*WORK REQUEST*:
Copy every line of the records below that holds the word "prepare".

● ● ● ● ●

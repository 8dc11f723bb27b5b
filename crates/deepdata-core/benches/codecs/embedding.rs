use criterion::{criterion_group, criterion_main, Criterion};
use deepdata_core::codec::{DctQimCodec, Embed, LsbCodec, QimCodec};
use deepdata_core::NoProgress;
use deepdata_jpeg::JpegImage;
use image::codecs::jpeg::JpegEncoder;
use image::{ColorType, Rgba, RgbaImage};

fn carrier_image() -> RgbaImage {
    let mut rng = fastrand::Rng::with_seed(1);
    RgbaImage::from_fn(512, 512, |_, _| Rgba([rng.u8(..), rng.u8(..), rng.u8(..), 255]))
}

fn carrier_jpeg() -> JpegImage {
    let image = image::DynamicImage::ImageRgba8(carrier_image()).to_rgb8();
    let mut bytes = Vec::new();
    JpegEncoder::new_with_quality(&mut bytes, 90)
        .encode(image.as_raw(), 512, 512, ColorType::Rgb8)
        .expect("Carrier is not encodable.");
    JpegImage::decode(&bytes).expect("Carrier is not decodable.")
}

pub fn codec_embedding(c: &mut Criterion) {
    let image = carrier_image();
    let jpeg = carrier_jpeg();
    let secret_message = vec![0x5A; 4096];

    c.bench_function("LSB Embedding", |b| {
        let codec = LsbCodec::default();
        b.iter(|| {
            codec
                .embed(image.as_raw().as_slice(), &secret_message, &mut NoProgress)
                .expect("Cannot embed secret message")
        })
    });
    c.bench_function("QIM Embedding", |b| {
        let codec = QimCodec::default();
        b.iter(|| {
            codec
                .embed(&image, &secret_message, &mut NoProgress)
                .expect("Cannot embed secret message")
        })
    });
    c.bench_function("DCT-QIM Embedding", |b| {
        let codec = DctQimCodec::default();
        b.iter(|| {
            codec
                .embed(&jpeg, &secret_message[..1024], &mut NoProgress)
                .expect("Cannot embed secret message")
        })
    });
}

criterion_group!(benches, codec_embedding);
criterion_main!(benches);
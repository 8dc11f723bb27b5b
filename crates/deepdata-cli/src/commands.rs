pub mod capacity;
pub mod embed;
pub mod extract;

const MEGABYTE: f64 = 1024.0 * 1024.0;

pub(crate) fn megabytes(bytes: usize) -> f64 {
    bytes as f64 / MEGABYTE
}
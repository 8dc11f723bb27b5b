use deepdata_jpeg::JpegImage;

use crate::codec::{BlockGrid, CoefficientCarrier};

/// Component order follows the frame header, so index 0 is luma for YCbCr files.
impl CoefficientCarrier for JpegImage {
    fn component_count(&self) -> usize {
        self.components().len()
    }

    fn block_grid(&self, component: usize) -> BlockGrid {
        let coefficients = &self.components()[component];
        BlockGrid {
            blocks_wide: coefficients.blocks_wide(),
            blocks_tall: coefficients.blocks_tall(),
        }
    }

    fn blocks(&self, component: usize) -> &[[i16; 64]] {
        self.components()[component].blocks()
    }

    fn blocks_mut(&mut self, component: usize) -> &mut [[i16; 64]] {
        self.components_mut()[component].blocks_mut()
    }
}
use std::fmt::{self, Debug, Formatter};
use std::fs::File;
use std::io::Write;
use std::path::{Path, PathBuf};

use crate::api::resolve_options;
use crate::codec::{Codec, MediaCodec};
use crate::media::Media;
use crate::progress::{NoProgress, Progress};
use crate::{CodecOptions, DeepDataError, Method};

pub fn prepare() -> ExtractApi {
    ExtractApi::default()
}

#[derive(Default)]
pub struct ExtractApi {
    secret_media: Option<PathBuf>,
    output_file: Option<PathBuf>,
    options: Option<CodecOptions>,
    progress: Option<Box<dyn Progress>>,
}

impl Debug for ExtractApi {
    fn fmt(&self, f: &mut Formatter<'_>) -> fmt::Result {
        f.debug_struct("ExtractApi")
            .field("secret_media", &self.secret_media)
            .field("output_file", &self.output_file)
            .field("options", &self.options)
            .finish_non_exhaustive()
    }
}

impl ExtractApi {
    /// Use the given codec options, they must match the ones used for embedding
    pub fn with_options(mut self, options: CodecOptions) -> Self {
        self.options = Some(options);
        self
    }

    pub fn use_options(mut self, options: Option<CodecOptions>) -> Self {
        self.options = options;
        self
    }

    pub fn with_method(mut self, method: Method) -> Self {
        self.options = Some(method.into());
        self
    }

    /// This is the secret image that contains the data to be extracted
    pub fn from_secret_file(mut self, secret_image: impl AsRef<Path>) -> Self {
        self.secret_media = Some(secret_image.as_ref().to_path_buf());
        self
    }

    /// The recovered payload is written to this file
    pub fn into_output_file(mut self, output_file: impl AsRef<Path>) -> Self {
        self.output_file = Some(output_file.as_ref().to_path_buf());
        self
    }

    pub fn with_progress(mut self, progress: Box<dyn Progress>) -> Self {
        self.progress = Some(progress);
        self
    }

    /// Recover the payload without touching the file system beyond reading the carrier
    pub fn extract_bytes(self) -> Result<Vec<u8>, DeepDataError> {
        let Some(secret_media) = self.secret_media else {
            return Err(DeepDataError::CarrierNotSet);
        };

        let options = resolve_options(self.options, &secret_media);
        let media = Media::from_file(&secret_media, options.method())?;
        let mut progress = self.progress.unwrap_or_else(|| Box::new(NoProgress));

        let payload = Codec::from(options).extract_from(&media, progress.as_mut())?;
        log::info!(
            "recovered {} bytes with {} from {secret_media:?}",
            payload.len(),
            options.method()
        );

        Ok(payload)
    }

    /// Execute the extraction and blocks until the payload is written
    pub fn execute(mut self) -> Result<(), DeepDataError> {
        let Some(output_file) = self.output_file.take() else {
            return Err(DeepDataError::TargetNotSet);
        };
        let payload = self.extract_bytes()?;

        let mut target = File::create(&output_file).map_err(|source| {
            log::error!("Error creating file {output_file:?}: {source}");
            DeepDataError::WriteError { source }
        })?;
        target
            .write_all(&payload)
            .map_err(|source| DeepDataError::WriteError { source })
    }
}

#[cfg(test)]
mod tests {
    use image::{Rgba, RgbaImage};
    use tempfile::tempdir;

    use super::*;
    use crate::codec_options::{ColorChannels, QimOptions};

    fn secret_image(dir: &Path, options: CodecOptions, payload: &[u8]) -> PathBuf {
        let carrier = dir.join("carrier.png");
        let secret = dir.join("secret.png");
        RgbaImage::from_fn(48, 48, |x, y| Rgba([x as u8, y as u8, 77, 255]))
            .save(&carrier)
            .expect("Failed to write carrier");
        crate::api::embed::prepare()
            .with_options(options)
            .with_payload(payload)
            .with_image(&carrier)
            .with_output(&secret)
            .execute()
            .expect("Failed to hide payload");
        secret
    }

    #[test]
    fn illustrate_api_usage() {
        let temp_dir = tempdir().expect("Failed to create temporary directory");
        let secret = secret_image(temp_dir.path(), CodecOptions::default(), b"Hello, World!");

        crate::api::extract::prepare()
            .from_secret_file(&secret)
            .into_output_file(temp_dir.path().join("payload.txt"))
            .execute()
            .expect("Failed to extract payload from image");

        let payload = std::fs::read(temp_dir.path().join("payload.txt")).unwrap();
        assert_eq!(payload, b"Hello, World!");
    }

    #[test]
    fn should_extract_with_matching_options() {
        let temp_dir = tempdir().expect("Failed to create temporary directory");
        let options = CodecOptions::Qim(QimOptions::new(12, ColorChannels::R | ColorChannels::B).unwrap());
        let secret = secret_image(temp_dir.path(), options, b"qim");

        let payload = prepare()
            .with_options(options)
            .from_secret_file(&secret)
            .extract_bytes()
            .expect("Failed to extract payload");

        assert_eq!(payload, b"qim");
    }

    #[test]
    fn should_require_a_secret_file_and_a_target() {
        assert!(matches!(
            prepare().into_output_file("payload.bin").execute(),
            Err(DeepDataError::CarrierNotSet)
        ));
        assert!(matches!(
            prepare().from_secret_file("secret.png").execute(),
            Err(DeepDataError::TargetNotSet)
        ));
    }

    #[test]
    fn should_not_write_a_file_without_a_valid_frame() {
        let temp_dir = tempdir().expect("Failed to create temporary directory");
        let plain = temp_dir.path().join("plain.png");
        RgbaImage::from_pixel(16, 16, Rgba([255, 255, 255, 255]))
            .save(&plain)
            .expect("Failed to write carrier");
        let output = temp_dir.path().join("payload.bin");

        let result = prepare()
            .from_secret_file(&plain)
            .into_output_file(&output)
            .execute();

        assert!(matches!(result, Err(DeepDataError::CorruptFrame { .. })));
        assert!(!output.exists());
    }
}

● ● ● ● ●

*YOUR RESPONSE*:
pub fn prepare() -> ExtractApi {
        crate::api::embed::prepare()
        crate::api::extract::prepare()
        let payload = prepare()
            prepare().into_output_file("payload.bin").execute(),
            prepare().from_secret_file("secret.png").execute(),
        let result = prepare()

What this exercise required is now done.